Fig. 6. ALK1 can form a complex with pro-BMP9.

a Overall structure of the human pro-BMP9:ALK1 complex at 3.3 Å (BMP9 in green, ALK1 in magenta, prodomain in orange) overlaid onto the pro-BMP9 structure (4YCG, grey, semi-transparent). b Backbones of the BMP9:ALK1 portion from the pro-BMP9:ALK1 structure (BMP9 in green, ALK1 in magenta) overlaid onto the same region in the BMP9:ALK1:ActRIIb structure (4FAO, grey). c Overlay of the two prodomains from the pro-BMP9:ALK1 structure (shown in cartoon and coloured in orange and grey respectively) and that from 4YCG (in ribbon, cyan). d In the pro-BMP9:ALK1 structure, the conserved region 2 in BMP9 makes the same four backbone H-bond interactions with the prodomain as shown in Fig. 5e. Four residues in the conserved region 2 are shown in blue spheres and labelled with BMP10 numbering. e–h Analysis of complex formation by analytical gel filtration. Purified pro-BMP9, pro-BMP9 mixed with ALK1, pro-BMP9 mixed with sENG and sENG were run separately on an S200 10/300 gel filtration column which was pre-equilibrated with 20 mM Tris.HCl, 150 mM NaCl, pH 7.4. e Gel filtration traces.

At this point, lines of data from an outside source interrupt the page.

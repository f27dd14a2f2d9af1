//! npm registry client

use crate::client::HttpClient;
use crate::error::{Error, Result};
use crate::types::{PackageVersions, Registry};
use reqwest::header::{HeaderMap, HeaderValue, ACCEPT};
use serde::Deserialize;
use std::collections::BTreeMap;

/// Abbreviated ("corgi") packument, the format npm itself installs from
const ABBREVIATED_METADATA: &str = "application/vnd.npm.install-v1+json";

/// npm registry API response structure
#[derive(Debug, Deserialize)]
struct NpmPackageResponse {
    name: String,
    #[serde(rename = "dist-tags", default)]
    dist_tags: DistTags,
    #[serde(default)]
    versions: BTreeMap<String, serde_json::Value>,
}

#[derive(Debug, Default, Deserialize)]
struct DistTags {
    latest: Option<String>,
}

/// Encode package name for URL (handle scoped packages like @scope/name)
pub(crate) fn encode_package_name(package_name: &str) -> String {
    if package_name.starts_with('@') {
        package_name.replace('/', "%2F")
    } else {
        package_name.to_string()
    }
}

/// Fetch published versions from the npm registry
pub async fn fetch_npm_versions(
    client: &HttpClient,
    base_url: &str,
    package_name: &str,
) -> Result<PackageVersions> {
    if package_name.is_empty() {
        return Err(Error::InvalidPackageName(
            "Package name cannot be empty".to_string(),
        ));
    }

    let url = format!(
        "{}/{}",
        base_url.trim_end_matches('/'),
        encode_package_name(package_name)
    );

    let mut headers = HeaderMap::new();
    headers.insert(ACCEPT, HeaderValue::from_static(ABBREVIATED_METADATA));

    let response: NpmPackageResponse = client
        .get_json_with_headers(&url, headers)
        .await
        .map_err(|e| e.not_found_as(package_name, "npm"))?;

    Ok(into_package_versions(response))
}

fn into_package_versions(response: NpmPackageResponse) -> PackageVersions {
    PackageVersions {
        registry: Registry::Npm,
        name: response.name,
        versions: response.versions.into_keys().collect(),
        latest: response.dist_tags.latest,
    }
}

#[cfg(test)]
mod tests {
    use super::*;
    use std::time::Duration;

    #[test]
    fn test_response_parsing() {
        let response: NpmPackageResponse = serde_json::from_str(
            r#"{
                "name": "lodash",
                "dist-tags": { "latest": "4.17.21", "next": "5.0.0-beta.1" },
                "versions": {
                    "4.17.20": { "name": "lodash" },
                    "4.17.21": { "name": "lodash" },
                    "5.0.0-beta.1": { "name": "lodash" }
                }
            }"#,
        )
        .unwrap();

        let info = into_package_versions(response);
        assert_eq!(info.registry, Registry::Npm);
        assert_eq!(info.latest.as_deref(), Some("4.17.21"));
        assert_eq!(info.versions.len(), 3);
    }

    #[test]
    fn test_missing_dist_tags() {
        let response: NpmPackageResponse =
            serde_json::from_str(r#"{ "name": "empty", "versions": {} }"#).unwrap();
        let info = into_package_versions(response);
        assert!(info.latest.is_none());
        assert!(info.versions.is_empty());
    }

    #[test]
    fn test_scoped_name_encoding() {
        assert_eq!(encode_package_name("@types/node"), "@types%2Fnode");
        assert_eq!(encode_package_name("react"), "react");
    }

    #[tokio::test]
    #[ignore] // Requires network access
    async fn test_fetch_npm_versions() {
        let client = HttpClient::new(Duration::from_secs(30)).unwrap();
        let info = fetch_npm_versions(&client, "https://registry.npmjs.org", "react")
            .await
            .unwrap();

        assert_eq!(info.name, "react");
        assert!(info.latest.is_some());
        assert!(!info.versions.is_empty());
    }

    #[tokio::test]
    async fn test_invalid_package_name() {
        let client = HttpClient::new(Duration::from_secs(30)).unwrap();
        let result = fetch_npm_versions(&client, "https://registry.npmjs.org", "").await;
        assert!(matches!(result, Err(Error::InvalidPackageName(_))));
    }
}
//! Merge manifest declarations and lockfile state into the dependency inventory

use crate::lockfile::LockfileData;
use crate::types::{Dependency, Ecosystem, ManifestEntry, VersionEntry, VersionSource};
use std::collections::{BTreeMap, BTreeSet};
use tracing::{debug, trace};

/// Build the dependency set for one manifest/lockfile pair.
///
/// - every manifest entry becomes a direct [`VersionEntry`] (resolved through
///   the lockfile, or the raw specifier when there is no lockfile; a lockfile
///   that does not know the package leaves the dependency without versions)
/// - every other locked package gets one transitive entry per parent edge
/// - one versionless `system` dependency names the package manager
///
/// The result is sorted by name, then ecosystem, and is identical for
/// identical inputs.
pub fn build_dependencies(
    manifest: &[ManifestEntry],
    lockfile: Option<&LockfileData>,
    manifest_path: &str,
    system_name: &str,
) -> Vec<Dependency> {
    let mut deps: BTreeMap<(Ecosystem, String), Dependency> = BTreeMap::new();

    for entry in manifest {
        let key = (entry.ecosystem, entry.ecosystem.normalize_name(&entry.name));
        let dep = deps
            .entry(key)
            .or_insert_with(|| Dependency::new(entry.ecosystem, &entry.name));

        let resolved = match lockfile {
            Some(lock) => match lock.resolve_direct(entry) {
                Some(package) => {
                    if entry.ecosystem.normalize_name(&package.name) != entry.ecosystem.normalize_name(&entry.name) {
                        dep.package.get_or_insert_with(|| package.name.clone());
                    }
                    package.version.clone()
                }
                None => {
                    debug!(name = %entry.name, lockfile = %lock.lockfile, "declared dependency missing from lockfile");
                    continue;
                }
            },
            None => {
                if entry.package_name() != entry.name {
                    dep.package.get_or_insert_with(|| entry.package_name().to_string());
                }
                entry.specifier.clone()
            }
        };
        dep.push_version(VersionEntry {
            resolved,
            specifier: entry.specifier.clone(),
            source: VersionSource::direct(manifest_path, entry.group),
        });
    }

    if let Some(lock) = lockfile {
        add_transitive(&mut deps, lock);
    }

    let mut out: Vec<Dependency> = deps.into_values().collect();
    out.push(Dependency::new(Ecosystem::System, system_name));
    out.sort_by(|a, b| {
        a.name
            .cmp(&b.name)
            .then_with(|| a.ecosystem.as_str().cmp(b.ecosystem.as_str()))
    });
    out
}

fn add_transitive(deps: &mut BTreeMap<(Ecosystem, String), Dependency>, lock: &LockfileData) {
    let direct: BTreeSet<(Ecosystem, String)> = deps.keys().cloned().collect();
    let reverse = lock.reverse_edges();

    for package in lock.packages() {
        let normalized = package.ecosystem.normalize_name(&package.name);
        let key = (package.ecosystem, normalized);
        if direct.contains(&key) || lock.is_root(package.ecosystem, &package.name) {
            continue;
        }

        let Some(parents) = reverse.get(&(key.0, key.1.clone(), package.version.clone())) else {
            trace!(name = %package.name, version = %package.version, "locked package has no parent, skipping");
            continue;
        };

        let dep = deps
            .entry(key)
            .or_insert_with(|| Dependency::new(package.ecosystem, &package.name));
        for (parent, edge) in parents {
            let specifier = edge
                .requirement
                .clone()
                .or_else(|| edge.version.clone())
                .unwrap_or_else(|| "*".to_string());
            dep.push_version(VersionEntry {
                resolved: package.version.clone(),
                specifier,
                source: VersionSource::transitive(
                    &lock.lockfile,
                    parent.ecosystem.parent_reference(&parent.name),
                    &parent.version,
                ),
            });
        }
    }
}
//! Registry client seam used by the outdated checker

use crate::cache::RegistryCache;
use crate::types::{PackageVersions, Registry};
use chrono::{DateTime, Utc};
use deptrail_fs::FileSystem;
use std::sync::Arc;

/// Source of published-version information
///
/// Implementations never fail: a lookup that cannot be completed returns
/// `None` and the caller skips that package.
#[async_trait::async_trait]
pub trait RegistryClient: Send + Sync {
    /// Published versions of `name` in `registry`
    ///
    /// `use_cache = false` forces a live lookup where a cache is involved.
    async fn fetch(&self, registry: Registry, name: &str, use_cache: bool)
        -> Option<PackageVersions>;
}

#[async_trait::async_trait]
impl<T: RegistryClient + ?Sized> RegistryClient for Arc<T> {
    async fn fetch(
        &self,
        registry: Registry,
        name: &str,
        use_cache: bool,
    ) -> Option<PackageVersions> {
        (**self).fetch(registry, name, use_cache).await
    }
}

/// Decorates a [`RegistryClient`] with a [`RegistryCache`]
///
/// Fresh cache entries are served without a live lookup; live results are
/// written back. With `use_cache = false` the cache is not read but still
/// refreshed.
pub struct CachingRegistry<R: RegistryClient, F: FileSystem> {
    inner: R,
    cache: RegistryCache<F>,
    enabled: bool,
}

impl<R: RegistryClient, F: FileSystem> CachingRegistry<R, F> {
    /// Wrap `inner` with `cache`
    pub fn new(inner: R, cache: RegistryCache<F>) -> Self {
        Self {
            inner,
            cache,
            enabled: true,
        }
    }

    /// Turn the cache off entirely (no reads, no writes)
    pub fn with_cache_enabled(mut self, enabled: bool) -> Self {
        self.enabled = enabled;
        self
    }

    /// The wrapped client
    pub fn inner(&self) -> &R {
        &self.inner
    }

    /// The cache
    pub fn cache(&self) -> &RegistryCache<F> {
        &self.cache
    }

    /// Fetch as of `now`
    pub async fn fetch_at(
        &self,
        registry: Registry,
        name: &str,
        use_cache: bool,
        now: DateTime<Utc>,
    ) -> Option<PackageVersions> {
        if self.enabled && use_cache {
            if let Some(cached) = self.cache.get_at(registry, name, now).await {
                return Some(cached);
            }
        }

        let live = self.inner.fetch(registry, name, use_cache).await?;

        if self.enabled {
            if let Err(e) = self.cache.set_at(registry, name, &live, now).await {
                tracing::warn!(%registry, name, error = %e, "failed to write registry cache entry");
            }
        }

        Some(live)
    }
}

#[async_trait::async_trait]
impl<R: RegistryClient, F: FileSystem> RegistryClient for CachingRegistry<R, F> {
    async fn fetch(
        &self,
        registry: Registry,
        name: &str,
        use_cache: bool,
    ) -> Option<PackageVersions> {
        self.fetch_at(registry, name, use_cache, Utc::now()).await
    }
}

The arrows indicate the elution volumes of the standards. Numbers 1-6 indicate the 6 peaks which were analysed by SDS-PAGE. f Middle fraction from each peak was run on an SDS-PAGE. Identities of the proteins on the SDS-PAGE are indicated using coloured circles. g Consecutive fractions from each gel filtration experiment were run on a non-reducing SDS-PAGE and immunoblotted using an anti-BMP9 prodomain antibody. Each analytical sample run was repeated at least one more time with fraction checked on SDS-PAGE to ensure reproducibility. h Cartoon diagrams, using the same colouring scheme as the circles in f, to illustrate that mixing pro-BMP9 with ALK1 leads to the formation of pro-BMP9:ALK1 complex, whereas mixing pro-BMP9 with sENG leads to the displacement of the prodomain which can be readily detected as a different peak in the gel filtration.